Con más frecuencia de lo que nos gustaría se escuchan noticias en las cuales la información confidencial de millones de personas se encuentra vulnerable. Por ejemplo el mes pasado se publicó a la venta en Amazon una lista con la información del padrón electoral de México, de acuerdo con El Universal. La información incluye nombre completo, edad, Clave Única de Registro de Población, dirección, etc. En EUA fue recientemente que un hacker se vio involucrado en un fraude por $30 millones de dólares, según Business Insider. Los antivirus sirven y también herramienta como Haveibeenpwned.com, un sitio del experto en seguridad Troy Hunt, en el cual con sólo escribir un usuario (el que queramos de cualquier sitio) o una dirección de email, corrobora en múltiples listas de filtraciones si nuestra información ha sido expuesta y en qué sitios.

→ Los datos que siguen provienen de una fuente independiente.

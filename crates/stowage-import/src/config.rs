//! Configuration management

use anyhow::Context;
use serde::{Deserialize, Serialize};
use std::path::PathBuf;
use std::str::FromStr;
use std::time::Duration;

// ============================================================================
// Database Configuration Constants
// ============================================================================

/// Default database URL for local development.
pub const DEFAULT_DATABASE_URL: &str = "postgresql://localhost/stowage";

/// Default maximum database connections in the pool.
pub const DEFAULT_DATABASE_MAX_CONNECTIONS: u32 = 10;

/// Default minimum database connections in the pool.
pub const DEFAULT_DATABASE_MIN_CONNECTIONS: u32 = 1;

/// Default database connection timeout in seconds.
pub const DEFAULT_DATABASE_CONNECT_TIMEOUT_SECS: u64 = 10;

/// Default database idle timeout in seconds (10 minutes).
pub const DEFAULT_DATABASE_IDLE_TIMEOUT_SECS: u64 = 600;

// ============================================================================
// Import Configuration Constants
// ============================================================================

/// Rows per insert transaction (further capped by the bind-parameter limit).
pub const DEFAULT_BATCH_SIZE: usize = 1000;

/// Largest accepted file (100 MiB).
pub const DEFAULT_MAX_UPLOAD_BYTES: u64 = 100 * 1024 * 1024;

pub const DEFAULT_MAX_CONCURRENT_UPLOADS: usize = 4;

/// Wall-clock limit for one upload (30 minutes).
pub const DEFAULT_UPLOAD_TIMEOUT_SECS: u64 = 1800;

/// How long finished uploads stay queryable in memory (1 hour).
pub const DEFAULT_RESULT_RETENTION_SECS: u64 = 3600;

/// Keys per upload checked against the table before checks stop.
pub const DEFAULT_EXISTENCE_CHECK_LIMIT: usize = 100_000;

pub const DEFAULT_FIELD_COUNT_TOLERANCE: usize = 0;

pub const DEFAULT_DELIMITER: u8 = b',';

/// Rows between progress snapshots while reading.
pub const DEFAULT_PROGRESS_INTERVAL: u64 = 500;

/// Failed and skipped rows listed in a report; counters stay exact.
pub const DEFAULT_MAX_REPORTED_ROWS: usize = 1000;

pub const DEFAULT_CATALOG_PATH: &str = "config/tables.toml";

/// Application configuration
#[derive(Debug, Clone, Serialize, Deserialize)]
pub struct Config {
    pub database: DatabaseConfig,
    pub import: ImportSettings,
    pub catalog_path: PathBuf,
}

/// Database configuration
#[derive(Debug, Clone, Serialize, Deserialize)]
pub struct DatabaseConfig {
    pub url: String,
    pub max_connections: u32,
    pub min_connections: u32,
    pub connect_timeout_secs: u64,
    pub idle_timeout_secs: u64,
}

/// Tunables of the import pipeline
#[derive(Debug, Clone, Serialize, Deserialize)]
pub struct ImportSettings {
    pub batch_size: usize,
    pub max_upload_bytes: u64,
    pub max_concurrent_uploads: usize,
    pub upload_timeout: Duration,
    pub result_retention: Duration,
    /// `None` checks every key
    pub existence_check_limit: Option<usize>,
    pub field_count_tolerance: usize,
    pub delimiter: u8,
    pub progress_interval: u64,
    pub max_reported_rows: usize,
}

impl Default for ImportSettings {
    fn default() -> Self {
        Self {
            batch_size: DEFAULT_BATCH_SIZE,
            max_upload_bytes: DEFAULT_MAX_UPLOAD_BYTES,
            max_concurrent_uploads: DEFAULT_MAX_CONCURRENT_UPLOADS,
            upload_timeout: Duration::from_secs(DEFAULT_UPLOAD_TIMEOUT_SECS),
            result_retention: Duration::from_secs(DEFAULT_RESULT_RETENTION_SECS),
            existence_check_limit: Some(DEFAULT_EXISTENCE_CHECK_LIMIT),
            field_count_tolerance: DEFAULT_FIELD_COUNT_TOLERANCE,
            delimiter: DEFAULT_DELIMITER,
            progress_interval: DEFAULT_PROGRESS_INTERVAL,
            max_reported_rows: DEFAULT_MAX_REPORTED_ROWS,
        }
    }
}

impl ImportSettings {
    /// Defaults overridden by `STOWAGE_*` environment variables.
    pub fn from_env() -> anyhow::Result<Self> {
        let defaults = Self::default();

        let existence_check_limit = match std::env::var("STOWAGE_EXISTENCE_CHECK_LIMIT") {
            Ok(v) if v.trim().eq_ignore_ascii_case("unlimited") => None,
            Ok(v) => Some(
                v.trim()
                    .parse()
                    .context("STOWAGE_EXISTENCE_CHECK_LIMIT must be a number or 'unlimited'")?,
            ),
            Err(_) => defaults.existence_check_limit,
        };

        let delimiter = match std::env::var("STOWAGE_DELIMITER") {
            Ok(v) => parse_delimiter(&v)?,
            Err(_) => defaults.delimiter,
        };

        Ok(Self {
            batch_size: env_or("STOWAGE_BATCH_SIZE", defaults.batch_size)?,
            max_upload_bytes: env_or("STOWAGE_MAX_UPLOAD_BYTES", defaults.max_upload_bytes)?,
            max_concurrent_uploads: env_or(
                "STOWAGE_MAX_CONCURRENT_UPLOADS",
                defaults.max_concurrent_uploads,
            )?,
            upload_timeout: Duration::from_secs(env_or(
                "STOWAGE_UPLOAD_TIMEOUT_SECS",
                DEFAULT_UPLOAD_TIMEOUT_SECS,
            )?),
            result_retention: Duration::from_secs(env_or(
                "STOWAGE_RESULT_RETENTION_SECS",
                DEFAULT_RESULT_RETENTION_SECS,
            )?),
            existence_check_limit,
            field_count_tolerance: env_or(
                "STOWAGE_FIELD_COUNT_TOLERANCE",
                defaults.field_count_tolerance,
            )?,
            delimiter,
            progress_interval: env_or("STOWAGE_PROGRESS_INTERVAL", defaults.progress_interval)?,
            max_reported_rows: env_or("STOWAGE_MAX_REPORTED_ROWS", defaults.max_reported_rows)?,
        })
    }

    pub fn validate(&self) -> anyhow::Result<()> {
        if self.batch_size == 0 {
            anyhow::bail!("Batch size must be greater than 0");
        }
        if self.max_upload_bytes == 0 {
            anyhow::bail!("Max upload size must be greater than 0");
        }
        if self.max_concurrent_uploads == 0 {
            anyhow::bail!("Max concurrent uploads must be greater than 0");
        }
        if self.upload_timeout.is_zero() {
            anyhow::bail!("Upload timeout must be greater than 0");
        }
        if self.progress_interval == 0 {
            anyhow::bail!("Progress interval must be greater than 0");
        }
        if matches!(self.delimiter, b'"' | b'\n' | b'\r') {
            anyhow::bail!("Delimiter cannot be a quote or line break");
        }
        Ok(())
    }
}

/// Accepts a single ASCII character or the words `tab`, `comma`,
/// `semicolon`, `pipe`.
pub fn parse_delimiter(value: &str) -> anyhow::Result<u8> {
    match value.to_lowercase().as_str() {
        "tab" | "\\t" | "\t" => Ok(b'\t'),
        "comma" => Ok(b','),
        "semicolon" => Ok(b';'),
        "pipe" => Ok(b'|'),
        other if other.len() == 1 && other.is_ascii() => Ok(other.as_bytes()[0]),
        other => anyhow::bail!("Invalid delimiter '{}': expected one ASCII character", other),
    }
}

fn env_or<T>(name: &str, default: T) -> anyhow::Result<T>
where
    T: FromStr,
    T::Err: std::error::Error + Send + Sync + 'static,
{
    match std::env::var(name) {
        Ok(value) => value
            .trim()
            .parse()
            .with_context(|| format!("Invalid value for {}: '{}'", name, value)),
        Err(_) => Ok(default),
    }
}

impl Config {
    /// Load configuration from environment and defaults
    pub fn load() -> anyhow::Result<Self> {
        dotenvy::dotenv().ok();

        let config = Config {
            database: DatabaseConfig {
                url: std::env::var("DATABASE_URL")
                    .unwrap_or_else(|_| DEFAULT_DATABASE_URL.to_string()),
                max_connections: env_or(
                    "DATABASE_MAX_CONNECTIONS",
                    DEFAULT_DATABASE_MAX_CONNECTIONS,
                )?,
                min_connections: env_or(
                    "DATABASE_MIN_CONNECTIONS",
                    DEFAULT_DATABASE_MIN_CONNECTIONS,
                )?,
                connect_timeout_secs: env_or(
                    "DATABASE_CONNECT_TIMEOUT",
                    DEFAULT_DATABASE_CONNECT_TIMEOUT_SECS,
                )?,
                idle_timeout_secs: env_or(
                    "DATABASE_IDLE_TIMEOUT",
                    DEFAULT_DATABASE_IDLE_TIMEOUT_SECS,
                )?,
            },
            import: ImportSettings::from_env()?,
            catalog_path: std::env::var("STOWAGE_CATALOG")
                .map(PathBuf::from)
                .unwrap_or_else(|_| PathBuf::from(DEFAULT_CATALOG_PATH)),
        };

        config.validate()?;

        Ok(config)
    }

    /// Validate configuration
    pub fn validate(&self) -> anyhow::Result<()> {
        if self.database.url.is_empty() {
            anyhow::bail!("Database URL cannot be empty");
        }

        if self.database.max_connections == 0 {
            anyhow::bail!("Database max_connections must be greater than 0");
        }

        if self.database.min_connections > self.database.max_connections {
            anyhow::bail!(
                "Database min_connections ({}) cannot be greater than max_connections ({})",
                self.database.min_connections,
                self.database.max_connections
            );
        }

        // Each running upload holds a connection while committing.
        if self.import.max_concurrent_uploads as u32 > self.database.max_connections {
            tracing::warn!(
                uploads = self.import.max_concurrent_uploads,
                connections = self.database.max_connections,
                "More concurrent uploads than pooled connections; uploads will queue on the pool"
            );
        }

        self.import.validate()
    }
}

impl Default for Config {
    fn default() -> Self {
        Self {
            database: DatabaseConfig {
                url: DEFAULT_DATABASE_URL.to_string(),
                max_connections: DEFAULT_DATABASE_MAX_CONNECTIONS,
                min_connections: DEFAULT_DATABASE_MIN_CONNECTIONS,
                connect_timeout_secs: DEFAULT_DATABASE_CONNECT_TIMEOUT_SECS,
                idle_timeout_secs: DEFAULT_DATABASE_IDLE_TIMEOUT_SECS,
            },
            import: ImportSettings::default(),
            catalog_path: PathBuf::from(DEFAULT_CATALOG_PATH),
        }
    }
}

#[cfg(test)]
#[allow(clippy::unwrap_used)]
mod tests {
    use super::*;
    use serial_test::serial;

    const IMPORT_VARS: [&str; 4] = [
        "STOWAGE_BATCH_SIZE",
        "STOWAGE_EXISTENCE_CHECK_LIMIT",
        "STOWAGE_DELIMITER",
        "STOWAGE_UPLOAD_TIMEOUT_SECS",
    ];

    fn clear_env() {
        for var in IMPORT_VARS {
            std::env::remove_var(var);
        }
    }

    #[test]
    fn test_default_config_is_valid() {
        assert!(Config::default().validate().is_ok());
    }

    #[test]
    fn test_rejects_zero_batch_size() {
        let mut config = Config::default();
        config.import.batch_size = 0;
        assert!(config.validate().is_err());
    }

    #[test]
    fn test_rejects_inverted_pool_bounds() {
        let mut config = Config::default();
        config.database.min_connections = 20;
        assert!(config.validate().is_err());
    }

    #[test]
    fn test_parse_delimiter() {
        assert_eq!(parse_delimiter("tab").unwrap(), b'\t');
        assert_eq!(parse_delimiter(";").unwrap(), b';');
        assert_eq!(parse_delimiter("Pipe").unwrap(), b'|');
        assert!(parse_delimiter("::").is_err());
    }

    #[test]
    #[serial]
    fn test_import_settings_from_env() {
        clear_env();
        std::env::set_var("STOWAGE_BATCH_SIZE", "250");
        std::env::set_var("STOWAGE_EXISTENCE_CHECK_LIMIT", "unlimited");
        std::env::set_var("STOWAGE_DELIMITER", "semicolon");

        let settings = ImportSettings::from_env().unwrap();
        assert_eq!(settings.batch_size, 250);
        assert_eq!(settings.existence_check_limit, None);
        assert_eq!(settings.delimiter, b';');
        assert_eq!(settings.upload_timeout, Duration::from_secs(DEFAULT_UPLOAD_TIMEOUT_SECS));

        clear_env();
    }

    #[test]
    #[serial]
    fn test_invalid_env_value_is_an_error() {
        clear_env();
        std::env::set_var("STOWAGE_BATCH_SIZE", "lots");
        assert!(ImportSettings::from_env().is_err());
        clear_env();
    }
}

  1. No compartirlas con nadie

Ni con tu mamá, o tu mejor amigo o tu perro. Es muy mala idea, no porque desconfíes de esas personas, sino porque la ingeniería social hace mucho más fácil de lo que uno podría imaginar la obtención de información de este tipo en una simple charla. Es similar a los casos de extorsión en los que en una llamada telefónica nos hacen pensar que hablamos con un conocido, pero somos nosotros quienes damos toda la información, que más tarde usarán para extorsionar a algún familiar o amigo.

  1. No compartir información innecesaria

Difícil en esta era llena de redes sociales digitales, pero en verdad insistimos: datos como dirección, teléfono, ingresos, estado civil y más sólo le hacen más fácil el trabajo a extorsionadores y a quienes cometen fraudes de manera constante y profesional. No es conveniente compartir tales datos si no es para alguna cuestión seria y que garantice la privacidad de nuestra información.

  1. Expertos, siempre

Nada puede con esto, tanto en lo personal como en lo profesional. Si no te rodeas de expertos en seguridad, tendrás vulnerabilidades severas. Es indispensable para cualquier negocio contar con expertos en seguridad que verifiquen todos sus sistemas y que además diseñen manuales con prácticas seguras para el negocio. De nada sirve que la seguridad sea buena si los usuarios la ponen en riesgo, aunque sea sólo uno de ellos.

¿Tienes alguna otra recomendación? Compártela para que todos aprendamos algo nuevo.